По словам Кампизи, когда заканчиваются стволовые клетки, а следовательно, и материалы для восстановления тканей, единственное решение – создавать новые. Самый многообещающий метод здесь – это пересадка. «Делаем маленькую биопсию кожи; мы берем ваши собственные клетки и делаем их плюрипотентными, чтобы не было иммунного ответа, так? А потом мы заново дифференцируем их в нервные стволовые клетки или, скажем, мышечные стволовые и имплантируем вам обратно». Вопрос в том, как доставить клетки по адресу. «Если нам нужно всего сколько-то стволовых клеток, чтобы отрастить хрящ у вас в коленном суставе, то это не проблема. А что делать, если они кончаются у вас во всех длинных мышцах? Как нам направить все эти клетки [по назначению]?» Правда, отдельные популяции стволовых клеток лучше умеют пробираться туда, где требуется восстановление тканей, но почему, никто еще не знает, как и что делать, чтобы сдвинуть с места популяции ленивые. К тому же, как напоминает Кампизи, над всеми манипуляциями со стволовыми клетками для омоложения маячит тень рака: «Каждый раз, когда клетка делится, есть риск, что она станет раковой. Это будет главной проблемой метода».
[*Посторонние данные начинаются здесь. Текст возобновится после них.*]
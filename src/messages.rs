//! UI Messages
//!
//! User-visible text. Parameterized messages are plain functions.

pub const APP_TITLE: &str = "GearCrate";

pub const SEARCH_PLACEHOLDER: &str = "Search items...";
pub const SEARCH_NO_RESULTS: &str = "No items found";
pub const SEARCH_ERROR: &str = "Search failed";
pub const SEARCH_ONLINE: &str = "Search CStone online";
pub const SEARCH_ONLINE_EMPTY: &str = "No online matches";
pub const SEARCH_LIMIT_LABEL: &str = "Results:";
pub const SEARCH_LIMIT_RESET: &str = "Search limit reset to 25";

pub const FILTER_PLACEHOLDER: &str = "Filter inventory...";
pub const SORT_NAME: &str = "🔤 Name";
pub const SORT_COUNT: &str = "🔢 Count";
pub const SORT_DATE: &str = "📅 Date";
pub const SORT_ASCENDING: &str = "⬇️ Ascending";
pub const SORT_DESCENDING: &str = "⬆️ Descending";

pub const CATEGORY_ALL: &str = "📦 All";
pub const CATEGORY_LOAD_ERROR: &str = "Could not load categories";

pub const INVENTORY_EMPTY: &str = "No items in inventory";
pub const INVENTORY_LOAD_ERROR: &str = "Could not load inventory";

pub const ADD_TO_INVENTORY: &str = "Add to inventory";
pub const ERROR_ADDING: &str = "Error adding item";
pub const ERROR_UPDATING: &str = "Error updating count";
pub const ERROR_AUTO_SAVE: &str = "Auto-save failed";
pub const ERROR_DELETING: &str = "Error deleting item";

pub const MODAL_COUNT: &str = "Count";
pub const MODAL_NOTES: &str = "Notes";
pub const MODAL_NOTES_PLACEHOLDER: &str = "Notes are saved automatically...";
pub const MODAL_DELETE: &str = "🗑️ Delete item";

pub const STATS_TITLE: &str = "Statistics";
pub const STATS_TOTAL_DB: &str = "Items in database";
pub const STATS_UNIQUE: &str = "Unique items owned";
pub const STATS_TOTAL_COUNT: &str = "Total count";
pub const STATS_CACHE: &str = "Image cache";
pub const STATS_BY_CATEGORY: &str = "By category";

pub const MAINTENANCE_TITLE: &str = "Maintenance";
pub const CLEAR_INVENTORY: &str = "Clear inventory";
pub const DELETE_ALL_ITEMS: &str = "Delete all items";
pub const CLEAR_CACHE: &str = "Clear image cache";
pub const CONFIRM_PROMPT: &str = "Sure?";

pub fn showing_results(shown: usize, total: usize) -> String {
    format!("Showing {} of {} results", shown, total)
}

pub fn item_added(name: &str) -> String {
    format!("'{}' added to inventory", name)
}

pub fn adding_failed(error: &str) -> String {
    format!("{}: {}", ERROR_ADDING, error)
}

pub fn confirm_zero(name: &str) -> String {
    format!("Set the count of '{}' to 0? It will leave the inventory.", name)
}

pub fn confirm_delete(name: &str) -> String {
    format!("Delete '{}' permanently?", name)
}

pub fn category_empty(category: &str) -> String {
    format!("No items in category {}", category)
}

pub fn maintenance_done(action: &str) -> String {
    format!("{}: done", action)
}

pub fn maintenance_failed(action: &str, error: &str) -> String {
    format!("{} failed: {}", action, error)
}

pub fn count_label(count: u32) -> String {
    format!("{}x", count)
}

pub fn cache_size(mb: f64) -> String {
    format!("{} MB", mb)
}

#[cfg(test)]
mod tests {
    use super::*;

    #[test]
    fn test_showing_results() {
        assert_eq!(showing_results(25, 40), "Showing 25 of 40 results");
    }

    #[test]
    fn test_counts_and_sizes() {
        assert_eq!(count_label(0), "0x");
        assert_eq!(count_label(12), "12x");
        assert_eq!(cache_size(12.5), "12.5 MB");
        assert_eq!(cache_size(0.0), "0 MB");
    }

    #[test]
    fn test_parameterized_messages() {
        assert_eq!(adding_failed("Item exists"), "Error adding item: Item exists");
        assert_eq!(category_empty("Helmets"), "No items in category Helmets");
        assert!(confirm_delete("Ether").contains("'Ether'"));
    }
}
И все же способность наших тел к самовосстановлению определяется не только количеством и качеством стволовых клеток. Она зависит также и от состояния крови, с которой этим клеткам поступают факторы роста и другие необходимые для работы химические вещества. Откуда нам это известно? Следующая глава не для слабонервных, потому что речь там пойдет о сращивании живых мышей бок к боку, чтобы обеспечить общую циркуляцию, смешать их кровь. Это называется парабиозом.
15
Что-то в крови?
Парабиоз (от греч. «жизнь рядом» или «жизнь бок о бок») был впервые осуществлен в 1864 году французским физиологом и политиком Полем Бером, которому просто было любопытно, начнут ли сшитые через кожу звери пользоваться общей системой кровотока. Испробовал он эту операцию на крысах, соединив их бока; предположение его подтвердилось, за что Бер удостоился в 1866 году премии по экспериментальной физиологии Французской академии наук. Принципиальная возможность, таким образом, была доказана, однако научному сообществу парабиоз в качестве исследовательского инструмента оставался малоинтересен до начала следующего века, когда начали сшивать самых разных животных, не только грызунов, но и лягушек и насекомых. Все это помогло изучить множество биологических феноменов, нормальных и патологических.